Sunday, July 30, 2006

Surfing, Chemicals and Cancer

Last December I wrote a story about how one of the biggest surfboard makers in the United States -- Gordon “Grubby” Clark, the "Howard Hughes of the Surfboard World" -- went out of business, blaming government regulation. According to the New York Times,
In 2003, Mr. Clark received a notice from the Environmental Protection Agency for, among other things, failing to safeguard workers against the accidental release of toluene diisocyanate, or TDI, a liquid catalyst and known carcinogen used in making polyurethane foam.

There was also the cost of workers' compensation, insuring machines of his own design and "a claim being made by the widow of an employee who died from cancer," he wrote.

"For owning and operating Clark Foam," the letter began, "I may be looking at very large fines, civil lawsuits, and even time in prison."
EPA, however, claimed that Mr. Clark was in compliance, and other surfboard makers, while admitting to a temporary surfboard shortage to to Mr. Clark's withdrawal, claimed that there were safe ways to make surfboards anyway.

Well, I don't know about the regulation complaint, but Clark was right about the claim of the widow of an employee who died. Last week the widow filed a wrongful death suit against Clark Foam Products:
In legal papers, Maria Teresa Barriga claims that her husband, Martin Barriga, and other employees ran with open buckets of toxic toluene diisocyanate sloshing on their hands, arms, torso, legs and feet.

During lunch breaks, Barriga and other workers warmed their meals in the same microwave used to heat the chemical, the suit alleges.

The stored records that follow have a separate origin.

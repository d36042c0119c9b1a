//! Metrics computed from a full ledger snapshot.
//!
//! Every function here is pure: the engine keeps no state between calls and
//! always recomputes from the entries it is handed.

use chrono::NaiveDate;

use tally_domain::{DailyTotals, Entry, MetricsReport, Tier, TimeBucket, WeakBucket};

use crate::quota_service::QuotaService;

/// Short rolling window, in active days.
pub const WEEK_WINDOW: usize = 7;
/// Long rolling window, in active days.
pub const MONTH_WINDOW: usize = 30;

pub struct MetricsService;

impl MetricsService {
    /// Sums income per date. Dates without entries are not present in the result.
    pub fn daily_totals(entries: &[Entry]) -> DailyTotals {
        let mut totals = DailyTotals::new();
        for entry in entries {
            *totals.entry(entry.date).or_insert(0.0) += entry.income;
        }
        totals
    }

    /// Averages the totals of the most recent `window` dates that have entries.
    ///
    /// The window counts active dates, not calendar days: a tenant idle for
    /// three weeks and then active for three days is averaged over those three
    /// days only. Every date in `daily` is a candidate, including any dated
    /// after `_today`. Returns 0.0 with no data.
    pub fn rolling_average(daily: &DailyTotals, _today: NaiveDate, window: usize) -> f64 {
        let active: Vec<f64> = daily.values().copied().collect();
        let start = active.len().saturating_sub(window);
        average(&active[start..])
    }

    /// Total income recorded on `today`, rounded to cents.
    pub fn today_total(entries: &[Entry], today: NaiveDate) -> f64 {
        round_cents(
            entries
                .iter()
                .filter(|entry| entry.is_on(today))
                .map(|entry| entry.income)
                .sum(),
        )
    }

    /// Finds the time bucket with the lowest income today.
    ///
    /// Only entries dated `today` that carry a time take part. Hours outside
    /// every bucket and unreadable times add nothing, so an empty bucket sums
    /// to zero and usually wins. Ties go to the earlier bucket.
    pub fn weakest_time_bucket(entries: &[Entry], today: NaiveDate) -> Option<WeakBucket> {
        let timed: Vec<&Entry> = entries
            .iter()
            .filter(|entry| entry.is_on(today) && entry.has_time())
            .collect();
        if timed.is_empty() {
            return None;
        }

        let mut sums = [0.0_f64; 3];
        for entry in timed {
            let Some(bucket) = entry.hour().and_then(TimeBucket::for_hour) else {
                continue;
            };
            if let Some(slot) = TimeBucket::ALL.iter().position(|b| *b == bucket) {
                sums[slot] += entry.income;
            }
        }

        let mut weakest = WeakBucket {
            bucket: TimeBucket::ALL[0],
            total: sums[0],
        };
        for (bucket, total) in TimeBucket::ALL.into_iter().zip(sums).skip(1) {
            if total < weakest.total {
                weakest = WeakBucket { bucket, total };
            }
        }
        Some(weakest)
    }

    /// Newest-first view of the last `limit` entries.
    pub fn recent_entries(entries: &[Entry], limit: usize) -> Vec<Entry> {
        entries.iter().rev().take(limit).cloned().collect()
    }

    /// Composes the complete dashboard report for a tenant.
    pub fn build_report(entries: &[Entry], tier: &Tier, today: NaiveDate) -> MetricsReport {
        let daily = Self::daily_totals(entries);
        MetricsReport {
            today,
            today_total: Self::today_total(entries, today),
            average_7: Self::rolling_average(&daily, today, WEEK_WINDOW),
            average_30: Self::rolling_average(&daily, today, MONTH_WINDOW),
            weakest_bucket: Self::weakest_time_bucket(entries, today),
            quota: QuotaService::quota_status(entries, tier, today),
        }
    }
}

/// Rounds to two decimal places.
pub fn round_cents(value: f64) -> f64 {
    (value * 100.0).round() / 100.0
}

fn average(values: &[f64]) -> f64 {
    if values.is_empty() {
        return 0.0;
    }
    round_cents(values.iter().sum::<f64>() / values.len() as f64)
}
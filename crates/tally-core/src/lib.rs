//! tally-core
//!
//! Quota policy, metrics engine, message catalog and credential handling.
//! Depends on tally-domain. No CLI, no terminal I/O, no direct file access:
//! persistence is reached through the traits in [`storage`].

pub mod catalog;
pub mod credential_service;
pub mod entry_service;
pub mod error;
pub mod metrics_service;
pub mod quota_service;
pub mod storage;
pub mod time;


pub use catalog::{suggestions, MessageCatalog};
pub use credential_service::*;
pub use entry_service::*;
pub use error::CoreError;
pub use metrics_service::*;
pub use quota_service::*;
pub use time::{Clock, FixedClock};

Toluene diisocyanate, known as TDI, is commonly used to make foam products and paint. When heated, the chemical becomes toxic and can cause severe respiratory, gastrointestinal and central nervous system problems. It is also a possible carcinogen, according to the Environmental Protection Agency.

Barriga's death certificate lists cardiac arrest, respiratory failure, inflamed and scarred lung sacs and arterial inflammation as causes of death. A biopsy showed that he also suffered from a cancerous chest tumor.
In a letter to his customers, Clark wrote that:
"About 20 years ago," Occupational Safety and Health Administration inspectors "came down on our TDI use very hard and more or less tied one arm behind our back."

OSHA officials said Wednesday that they hadn't inspected Clark Foam since 1990. But Clark said he continued to struggle to meet tighter standards of other regulatory agencies.
Sounds like maybe OSHA and EPA didn't come down hard enough.